Вахтенный штурман подскочил к Суханову, прокричал на ухо:
– Большому кораблю – большой айсберг.
– Иди на свое место! – не сдержался Суханов.
– У этой льдины толщина метров двести!
– Такого льда здесь нет!
Штурман засмеялся и, по-утиному переваливаясь с ноги на ногу, балансируя руками, будто гимнаст на канате, побрел на свое место. Карта сползла со стола на пол, он поднял ее, прокричал что-то Суханову издали.
– Ну давай, давай! – пробормотал Суханов.
Ледокол продолжал лезть на приглубую льдину. Суханову показалось, что льдина должна сейчас располовиниться, разойтись в стороны, но льдина и на этот раз не поддалась, она будто бы огромным зубом проросла до самого океанского дна, и надо на уши стать, чтобы разбить ее. В горле вспух болевой комок, Суханов попытался проглотить его, но комок был жестким, непроглатываемым, и Суханов подумал, что он простудился, передернул рычаги, вновь отработал задний ход, потом опять дал полный вперед – он точно знал, он нюхом, печенками, селезенками, костями своими, черт побери, чувствовал, что ледовое поле можно взять только в этом месте – и ни в каком другом. Поморщился от боли – какой-то странный все-таки застрял в глотке комок, может, действительно, он из тепла вымахнул на холод полюбоваться медведями и попал под сквозняк, которых на любом пароходе не меньше, чем электрических волн. А волн, тех столько, что человек порою ходит, окруженный сиянием, будто святой, к чему ни прикоснется – обязательно искру вышибет, так и со сквозняками – скручивают в два счета – был человек здоров и свеж, как огурчик, а через три часа – кандидат в покойники: нос заострился, на лбу испарина, вместо щек – всосанные воронки, уши согнулись в рогульки, кожа на лице и руках помертвела, пальцы холодные, ногти синие. Атомоход дернулся, из-под носа сверкучим хрустальным веером сыпануло ледяное крошево, заискрилось радужно.
Корпус у атомохода толстый – миллиметров пятьдесят легированной стали, в носу и того больше, удары о приглубые льдины, айсберги и плавающие скалы судну неопасны, но все равно каждый раз такие удары вызывают неприятное ощущение: а вдруг! А вдруг грецкий орех располовинится?

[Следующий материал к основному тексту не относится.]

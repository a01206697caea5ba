//! Descriptive-notation move parser.
//!
//! Turns text such as `P-K4`, `KKt-B3`, `QxR(B7)ch`, `PxPep`, `P-R8=Q` or
//! `O-O-O` into the ordered primitive edits that make the move, resolving the
//! notation's built-in ambiguity ("B3" is either bishop's file) against the
//! current board. The parser only reads the board.
//!
//! Resolution works on candidate lists: every square holding a piece that
//! matches the left-hand side, crossed with every square matching the
//! right-hand side. A pair survives when the legality checks accept it and,
//! when the text claims check, when the moved piece would attack the opposing
//! king from its new square. Exactly one survivor is required.

use log::debug;

use crate::chess_errors::ChessErrors;
use crate::game_state::chess_rules::{castling_columns, KING_COLUMN};
use crate::game_state::chess_types::*;
use crate::move_generation::legal_move_checks::{could_move_from_to, king_square};
use crate::notation::descriptive_names::{
    columns_for_piece_and_side, parse_piece_name, parse_piece_name_and_side, rank_to_row,
};
use crate::notation::primitive_edit::PrimitiveEdit;

/// Parse `text` as a move by `player` on `board`.
pub fn parse_descriptive(
    board: &Board,
    player: Color,
    text: &str,
) -> Result<Vec<PrimitiveEdit>, ChessErrors> {
    DescriptiveParser::new(board, player).parse(text)
}

/// Remove every whitespace character, as move text is entered loosely.
pub fn strip_whitespace(text: &str) -> String {
    text.chars().filter(|c| !c.is_whitespace()).collect()
}

pub struct DescriptiveParser<'a> {
    board: &'a Board,
    player: Color,
}

/// A piece reference split around its name: `pre` + name + `post`, as in
/// "K" + "Kt" + "" or "" + "R" + "(B1)".
#[derive(Debug)]
struct PieceSpecifier {
    pre: String,
    kind: PieceKind,
    post: String,
}

/// Parsed `<column><rank>` text where either part may be missing.
#[derive(Debug)]
struct SquareSpecifier {
    row: Option<u8>,
    cols: Vec<u8>,
}

impl<'a> DescriptiveParser<'a> {
    pub fn new(board: &'a Board, player: Color) -> Self {
        Self { board, player }
    }

    pub fn parse(&self, text: &str) -> Result<Vec<PrimitiveEdit>, ChessErrors> {
        let text = strip_whitespace(text);
        if text.is_empty() {
            return Err(ChessErrors::EmptyMoveText);
        }

        let tokens: Vec<&str> = text.split('-').collect();
        if is_castling_token(tokens[0]) {
            return self.parse_castling(&text, &tokens);
        }
        if tokens.len() == 2 {
            return self.parse_move(&text, tokens[0], tokens[1]);
        }
        if tokens.len() > 1 {
            return Err(ChessErrors::UnrecognisedMoveType(text));
        }

        let tokens: Vec<&str> = text.split(|c: char| c == 'x' || c == 'X').collect();
        if tokens.len() == 2 {
            return self.parse_capture(&text, tokens[0], tokens[1]);
        }
        if tokens.len() > 1 {
            return Err(ChessErrors::UnrecognisedCaptureType(text));
        }

        Err(ChessErrors::UnrecognisedMove(text))
    }

    fn parse_castling(&self, text: &str, tokens: &[&str]) -> Result<Vec<PrimitiveEdit>, ChessErrors> {
        if !(2..=3).contains(&tokens.len()) || !tokens.iter().all(|token| is_castling_token(token)) {
            return Err(ChessErrors::UnrecognisedCastling(text.to_owned()));
        }
        let king_side = tokens.len() == 2;
        let columns = castling_columns(king_side);
        let row = self.player.home_row();

        let king_from = Square::new(row, KING_COLUMN);
        let king_to = Square::new(row, columns.king_to);
        let rook_from = Square::new(row, columns.rook_from);
        let rook_to = Square::new(row, columns.rook_to);

        if !self.holds(king_from, PieceKind::King) {
            return Err(ChessErrors::CastlingKingMissing);
        }
        if !self.holds(rook_from, PieceKind::Rook) {
            return Err(ChessErrors::CastlingRookMissing);
        }

        let extra_occupied = columns
            .must_be_empty
            .is_some_and(|col| self.board.piece_at(Square::new(row, col)).is_some());
        if self.board.piece_at(king_to).is_some()
            || self.board.piece_at(rook_to).is_some()
            || extra_occupied
        {
            return Err(ChessErrors::CastlingObstructed);
        }

        Ok(vec![
            PrimitiveEdit::Move {
                from: king_from,
                to: king_to,
            },
            PrimitiveEdit::Move {
                from: rook_from,
                to: rook_to,
            },
        ])
    }

    /// A move like "P-K4" or "R(QR1)-Q1ch".
    fn parse_move(&self, text: &str, lhs: &str, rhs: &str) -> Result<Vec<PrimitiveEdit>, ChessErrors> {
        let squares_from = self.parse_piece_move_from(lhs)?;

        let (body, check) = strip_check_qualifier(rhs);
        let (body, promotion) = parse_promotion_qualifier(body)?;
        let squares_to = self
            .parse_move_to(body)
            .ok_or_else(|| ChessErrors::UnrecognisedSquare(rhs.to_owned()))?;

        let pairs = self.resolve_squares_from_to(&squares_from, &squares_to, false, false, check);
        let (from, to) = match pairs.as_slice() {
            [pair] => *pair,
            [] => return Err(ChessErrors::NoLegalMove(text.to_owned())),
            _ => return Err(ChessErrors::AmbiguousMove(text.to_owned())),
        };

        let piece = *self.board.piece_at(from).ok_or(ChessErrors::EmptySquare(from))?;
        if self.board.piece_at(to).is_some() {
            return Err(ChessErrors::DestinationOccupied(text.to_owned()));
        }
        check_promotion_legality(text, promotion, &piece, to)?;

        let mut edits = vec![PrimitiveEdit::Move { from, to }];
        if let Some(kind) = promotion {
            append_promotion_edits(&piece, kind, to, &mut edits);
        }
        Ok(edits)
    }

    /// A capture like "PxP", "KtxQBP" or "PxPep".
    fn parse_capture(&self, text: &str, lhs: &str, rhs: &str) -> Result<Vec<PrimitiveEdit>, ChessErrors> {
        let squares_from = self.parse_piece_move_from(lhs)?;

        let (body, check) = strip_check_qualifier(rhs);
        let (body, promotion) = parse_promotion_qualifier(body)?;
        let (squares_to, en_passant) = self.parse_capture_at(body)?;

        let pairs = self.resolve_squares_from_to(&squares_from, &squares_to, true, en_passant, check);
        let (from, to) = match pairs.as_slice() {
            [pair] => *pair,
            [] => return Err(ChessErrors::NoLegalCapture(text.to_owned())),
            _ => return Err(ChessErrors::AmbiguousCapture(text.to_owned())),
        };

        let piece = *self.board.piece_at(from).ok_or(ChessErrors::EmptySquare(from))?;
        let captured = match self.board.piece_at(to) {
            Some(captured) if captured.color != self.player => *captured,
            _ => return Err(ChessErrors::CaptureSquareNotOpposing(text.to_owned())),
        };
        check_promotion_legality(text, promotion, &piece, to)?;

        let mut edits = vec![PrimitiveEdit::Remove {
            square: to,
            piece: captured,
        }];
        // En passant resolves against the captured pawn's square; the capturer
        // lands one row further on in that column.
        let landing = if en_passant {
            Square::new(if piece.is_white() { 5 } else { 2 }, to.col)
        } else {
            to
        };
        edits.push(PrimitiveEdit::Move { from, to: landing });
        if let Some(kind) = promotion {
            append_promotion_edits(&piece, kind, landing, &mut edits);
        }
        Ok(edits)
    }

    /// Squares of the mover's pieces matching a piece specifier.
    fn parse_piece_move_from(&self, lhs: &str) -> Result<Vec<Square>, ChessErrors> {
        let spec = parse_full_piece_specifier(lhs)
            .ok_or_else(|| ChessErrors::UnrecognisedPiece(lhs.to_owned()))?;
        let squares = self.find_qualified(self.player, &spec)?;
        if squares.is_empty() {
            return Err(ChessErrors::PieceNotFound(lhs.to_owned()));
        }
        Ok(squares)
    }

    /// Squares of the opponent's pieces matching a capture target, plus
    /// whether the target carried an `ep` marker.
    fn parse_capture_at(&self, rhs: &str) -> Result<(Vec<Square>, bool), ChessErrors> {
        let (body, en_passant) = strip_en_passant_qualifier(rhs);
        let spec = parse_full_piece_specifier(body)
            .ok_or_else(|| ChessErrors::UnrecognisedPiece(rhs.to_owned()))?;
        let squares = self.find_qualified(self.player.opposite(), &spec)?;
        if squares.is_empty() {
            return Err(ChessErrors::CaptureTargetNotFound(rhs.to_owned()));
        }
        Ok((squares, en_passant))
    }

    fn find_qualified(&self, color: Color, spec: &PieceSpecifier) -> Result<Vec<Square>, ChessErrors> {
        let mut squares = self.board.find_pieces(color, spec.kind);
        if squares.is_empty() {
            return Ok(squares);
        }
        if !spec.pre.is_empty() {
            self.apply_pre_qualifier(&spec.pre, spec.kind, &mut squares)?;
        }
        if !spec.post.is_empty() {
            self.apply_post_qualifier(&spec.post, &mut squares)?;
        }
        Ok(squares)
    }

    /// Narrow candidates by a leading qualifier such as the "K" of "KR" or
    /// the "QB" of "QBP".
    ///
    /// For pawns the qualifier names the column the pawn stands on now. For
    /// rooks, knights and bishops it names the side the piece started on,
    /// wherever it has since moved.
    fn apply_pre_qualifier(
        &self,
        qualifier: &str,
        kind: PieceKind,
        squares: &mut Vec<Square>,
    ) -> Result<(), ChessErrors> {
        let unrecognised = || ChessErrors::UnrecognisedQualifier(qualifier.to_owned());
        let (column_name, side) = parse_piece_name_and_side(qualifier).ok_or_else(unrecognised)?;

        if kind == PieceKind::Pawn {
            let cols = columns_for_piece_and_side(column_name, side);
            if cols.is_empty() {
                return Err(unrecognised());
            }
            squares.retain(|square| cols.contains(&square.col));
            return Ok(());
        }

        if matches!(kind, PieceKind::King | PieceKind::Queen) || side != OriginSide::NoSide {
            return Err(unrecognised());
        }
        let side = match column_name {
            PieceKind::King => OriginSide::KingSide,
            PieceKind::Queen => OriginSide::QueenSide,
            _ => return Err(unrecognised()),
        };
        squares.retain(|square| {
            self.board
                .piece_at(*square)
                .map_or(true, |piece| piece.side == side)
        });
        Ok(())
    }

    /// Narrow candidates by a trailing square qualifier such as "(B1)".
    fn apply_post_qualifier(&self, qualifier: &str, squares: &mut Vec<Square>) -> Result<(), ChessErrors> {
        let unrecognised = || ChessErrors::UnrecognisedQualifier(qualifier.to_owned());
        let inner = qualifier
            .strip_prefix('(')
            .and_then(|rest| rest.strip_suffix(')'))
            .filter(|inner| !inner.is_empty())
            .ok_or_else(unrecognised)?;
        let spec = self.parse_square_specifier(inner).ok_or_else(unrecognised)?;

        squares.retain(|square| {
            spec.row.map_or(true, |row| square.row == row)
                && (spec.cols.is_empty() || spec.cols.contains(&square.col))
        });
        Ok(())
    }

    /// Parse "K4", "QB", "7" or "KKt7"; ranks are read from the mover's side.
    fn parse_square_specifier(&self, specifier: &str) -> Option<SquareSpecifier> {
        let mut rest = specifier;
        let mut row = None;
        if let Some(last) = rest.chars().last().filter(char::is_ascii_digit) {
            rest = &rest[..rest.len() - 1];
            row = Some(rank_to_row(last as u8 - b'0', self.player)?);
        }

        let mut cols = Vec::new();
        if !rest.is_empty() {
            let (kind, side) = parse_piece_name_and_side(rest)?;
            if kind == PieceKind::Pawn {
                return None;
            }
            cols = columns_for_piece_and_side(kind, side);
        }

        Some(SquareSpecifier { row, cols })
    }

    /// Destination squares for a move; both rank and column are required.
    fn parse_move_to(&self, rhs: &str) -> Option<Vec<Square>> {
        let spec = self.parse_square_specifier(rhs)?;
        let row = spec.row?;
        if spec.cols.is_empty() {
            return None;
        }
        Some(spec.cols.iter().map(|col| Square::new(row, *col)).collect())
    }

    fn resolve_squares_from_to(
        &self,
        squares_from: &[Square],
        squares_to: &[Square],
        capture: bool,
        en_passant: bool,
        check: bool,
    ) -> Vec<(Square, Square)> {
        let opposing_king = if check {
            king_square(self.board, self.player.opposite())
        } else {
            None
        };

        let mut possibles = Vec::new();
        for &from in squares_from {
            let Some(piece) = self.board.piece_at(from) else {
                continue;
            };
            for &to in squares_to {
                if !could_move_from_to(self.board, piece, from, to, capture, en_passant) {
                    continue;
                }
                if let Some(king) = opposing_king {
                    if !could_move_from_to(self.board, piece, to, king, true, false) {
                        continue;
                    }
                }
                possibles.push((from, to));
            }
        }

        debug!(
            "resolved {} x {} candidates to {:?} (capture={capture}, ep={en_passant}, check={check})",
            squares_from.len(),
            squares_to.len(),
            possibles
        );
        possibles
    }

    fn holds(&self, square: Square, kind: PieceKind) -> bool {
        self.board
            .piece_at(square)
            .is_some_and(|piece| piece.kind == kind && piece.color == self.player)
    }
}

Атомоход закряхтел ушибленно, Суханов отрабатывать назад не стал, стиснул зубы недобро, будто сам, лично, своими руками пытался разломить тяжелое твердое тело льдины, и бесполезность попыток злила его, он морщил лоб, остро чувствовал опасность и гасил в себе эту остроту. Атомоход уже наполовину вскарабкался на льдину, Суханов боковым зрением усек, что штурман удивленно отложил карту в сторону, сжал глаза в щелки, поглядел на прочный, заваливающийся набок нос судна, треск усилился, забил все звуки вокруг, на треск наложился новый треск, потом раздался глухой, будто бы сдавленный чем-то удар, и атомоход лег на борт.

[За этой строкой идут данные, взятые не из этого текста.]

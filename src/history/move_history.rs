//! Ledger of move texts as entered, paired by turn.
//!
//! The ledger only ever grows or shrinks at its end: moves are appended as
//! they are made and removed as they are undone. There is always a trailing
//! pair whose White half is blank while White is to move.

use std::io::{self, Write};

use crate::chess_errors::ChessErrors;
use crate::game_state::chess_types::Color;

/// One turn: White's move text and Black's (empty until Black has moved).
#[derive(Debug, Clone, Default, PartialEq, Eq)]
pub struct MovePair {
    pub white: String,
    pub black: String,
}

impl MovePair {
    pub fn text(&self, player: Color) -> &str {
        match player {
            Color::White => &self.white,
            Color::Black => &self.black,
        }
    }
}

#[derive(Debug, Clone, PartialEq, Eq)]
pub struct MoveHistory {
    pairs: Vec<MovePair>,
    player_to_move: Color,
}

impl Default for MoveHistory {
    fn default() -> Self {
        Self {
            pairs: vec![MovePair::default()],
            player_to_move: Color::White,
        }
    }
}

impl MoveHistory {
    pub fn new() -> Self {
        Self::default()
    }

    pub fn clear(&mut self) {
        *self = Self::default();
    }

    #[inline]
    pub fn player_to_move(&self) -> Color {
        self.player_to_move
    }

    /// Number of single moves recorded.
    pub fn len(&self) -> usize {
        (self.pairs.len() - 1) * 2 + self.player_to_move.index()
    }

    pub fn is_empty(&self) -> bool {
        self.len() == 0
    }

    /// Every turn, ending with the pair awaiting the next move.
    pub fn pairs(&self) -> &[MovePair] {
        &self.pairs
    }

    /// Text of `player`'s move on zero-based `turn`, if it has been made.
    pub fn text_of_move(&self, turn: usize, player: Color) -> Option<&str> {
        let made = turn * 2 + player.index() < self.len();
        made.then(|| self.pairs[turn].text(player))
    }

    /// Text of the most recent move, empty at game start.
    pub fn text_of_last_move_made(&self) -> &str {
        let Some(last) = self.len().checked_sub(1) else {
            return "";
        };
        let player = if last % 2 == 0 { Color::White } else { Color::Black };
        self.pairs[last / 2].text(player)
    }

    pub fn append_move(&mut self, player: Color, text: &str) -> Result<(), ChessErrors> {
        if player != self.player_to_move {
            return Err(ChessErrors::HistoryOutOfTurn {
                expected: self.player_to_move,
                actual: player,
            });
        }
        let pair = self.pairs.last_mut().ok_or(ChessErrors::HistoryEmpty)?;
        match player {
            Color::White => pair.white = text.to_owned(),
            Color::Black => {
                pair.black = text.to_owned();
                self.pairs.push(MovePair::default());
            }
        }
        self.player_to_move = player.opposite();
        Ok(())
    }

    /// Drop the most recent move and return its text.
    pub fn remove_last_move(&mut self) -> Result<String, ChessErrors> {
        if self.is_empty() {
            return Err(ChessErrors::HistoryEmpty);
        }
        if self.player_to_move == Color::White {
            self.pairs.pop();
        }
        let pair = self.pairs.last_mut().ok_or(ChessErrors::HistoryEmpty)?;
        let removed = match self.player_to_move {
            Color::White => std::mem::take(&mut pair.black),
            Color::Black => std::mem::take(&mut pair.white),
        };
        self.player_to_move = self.player_to_move.opposite();
        Ok(removed)
    }

    /// Write one line per turn: optional `"<n>. "`, White's move, a tab,
    /// Black's move.
    pub fn save_move_history<W: Write>(&self, out: &mut W, insert_turn_number: bool) -> io::Result<()> {
        let mut pairs = self.pairs.as_slice();
        if pairs.last().is_some_and(|pair| pair.white.is_empty()) {
            pairs = &pairs[..pairs.len() - 1];
        }
        for (turn, pair) in pairs.iter().enumerate() {
            if insert_turn_number {
                write!(out, "{}. ", turn + 1)?;
            }
            writeln!(out, "{}\t{}", pair.white, pair.black)?;
        }
        Ok(())
    }
}

#[cfg(test)]
mod tests {
    use super::{MoveHistory, MovePair};
    use crate::chess_errors::ChessErrors;
    use crate::game_state::chess_types::Color;

    fn played(moves: &[&str]) -> MoveHistory {
        let mut history = MoveHistory::new();
        for text in moves {
            let player = history.player_to_move();
            history.append_move(player, text).expect("append in turn");
        }
        history
    }

    #[test]
    fn appends_alternate_players() {
        let history = played(&["P-K4", "P-K4", "Kt-KB3"]);
        assert_eq!(history.len(), 3);
        assert_eq!(history.pairs().len(), 2);
        assert_eq!(history.player_to_move(), Color::Black);
        assert_eq!(history.text_of_move(0, Color::Black), Some("P-K4"));
        assert_eq!(history.text_of_move(1, Color::White), Some("Kt-KB3"));
        assert_eq!(history.text_of_move(1, Color::Black), None);
        assert_eq!(history.text_of_last_move_made(), "Kt-KB3");
    }

    #[test]
    fn trailing_pair_awaits_white() {
        let mut history = MoveHistory::new();
        assert_eq!(history.pairs().len(), 1);
        assert_eq!(history.pairs()[0], MovePair::default());

        history.append_move(Color::White, "P-K4").expect("white move");
        assert_eq!(history.pairs().len(), 1);
        history.append_move(Color::Black, "P-K4").expect("black move");
        assert_eq!(history.pairs().len(), 2);
        assert_eq!(history.pairs()[1], MovePair::default());
        assert_eq!(history.text_of_move(1, Color::White), None);

        history.remove_last_move().expect("black move present");
        assert_eq!(history.pairs().len(), 1);
        assert_eq!(history.pairs()[0].black, "");
        history.remove_last_move().expect("white move present");
        assert_eq!(history.pairs(), [MovePair::default()]);

        history.append_move(Color::White, "P-Q4").expect("white move");
        history.clear();
        assert_eq!(history.pairs().len(), 1);
        assert_eq!(history.player_to_move(), Color::White);
    }

    #[test]
    fn out_of_turn_append_is_rejected() {
        let mut history = MoveHistory::new();
        let err = history
            .append_move(Color::Black, "P-K4")
            .expect_err("white moves first");
        assert!(matches!(
            err,
            ChessErrors::HistoryOutOfTurn {
                expected: Color::White,
                actual: Color::Black
            }
        ));
    }

    #[test]
    fn remove_restores_previous_last_move() {
        let mut history = played(&["P-K4", "P-QB4"]);
        assert_eq!(history.remove_last_move().expect("black move present"), "P-QB4");
        assert_eq!(history.player_to_move(), Color::Black);
        assert_eq!(history.text_of_last_move_made(), "P-K4");

        assert_eq!(history.remove_last_move().expect("white move present"), "P-K4");
        assert_eq!(history.text_of_last_move_made(), "");
        assert!(history.is_empty());
        assert!(matches!(
            history.remove_last_move(),
            Err(ChessErrors::HistoryEmpty)
        ));
    }

    #[test]
    fn save_writes_numbered_tab_separated_pairs() {
        let history = played(&["P-K4", "P-K4", "Kt-KB3"]);
        let mut out = Vec::new();
        history.save_move_history(&mut out, true).expect("write to vec");
        assert_eq!(
            String::from_utf8(out).expect("utf8"),
            "1. P-K4\tP-K4\n2. Kt-KB3\t\n"
        );

        let mut bare = Vec::new();
        history.save_move_history(&mut bare, false).expect("write to vec");
        assert_eq!(
            String::from_utf8(bare).expect("utf8"),
            "P-K4\tP-K4\nKt-KB3\t\n"
        );
    }

    #[test]
    fn empty_history_saves_nothing() {
        let mut out = Vec::new();
        MoveHistory::new()
            .save_move_history(&mut out, true)
            .expect("write to vec");
        assert!(out.is_empty());
    }
}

На секунду Суханову показалось, что он оглох. А он действительно оглох – ничего не слышал, все вокруг неожиданно сделалось ватным, чужим, недоступным, в воздухе проступила недобрая краснота, забусила все кругом. В следующий миг почудилось, что его приподняло над полом рубки, отнесло по воздуху куда-то в сторону.
Карта вырвалась из рук штурмана сама по себе, пронеслась простынью над головами и прилипла к стеклу. То ли красный бус, окрасивший все предметы, то ли жаркая огненность дня, то ли собственное нездоровое состояние родило вдруг видение – огромную алую чайку с голодно распахнутым ртом и неровно вытянутыми вдоль туловища голенастыми грязными лапами. Чайка неслась прямо на ледокол, целя крепким клювом в высокие стекла рубки, Суханов покрутил головой, освобождаясь от видения – бред все это, бред! – надеясь, что чайка исчезнет, но диковинная красная птица не исчезла. В последний момент она приподняла свое тело и промахнула над рубкой. Сквозь собственную немоту, сквозь грохот льда, треск переборок и рев двигателей Суханов даже услышал свистящие удары ее крыльев и стремительный шум воздуха. Такой шум создает движение, ветер, проносящийся над землей, сдирающий с деревьев листву. Атомоход лежал на борту. Сейчас прицарапается Донцов, устроит разнос. Хотел отработать машину назад, но не стал – атомоход, лежа на боку, продолжал втягивать свое тяжелое тело на лед.
Чтобы не вылететь в стекло рубки, Суханов уперся ногою в бортик «Магновокса» – спутниковой системы, набычился, словно был обижен на весь Северный ледовитый океан, сгорбился. Как в замедленном немом кино увидел, что штурман взмахнул руками, пытаясь удержаться на табурете, раскрыл рот в крике, но крика не было слышно, округлил глаза – все бесполезно, штурман не удержался и слетел с табурета, понесся по воздуху на Суханова. Суханов подставил ему плечо, штурман с маху врезался, чуть не сбил старшего помощника капитана с ног.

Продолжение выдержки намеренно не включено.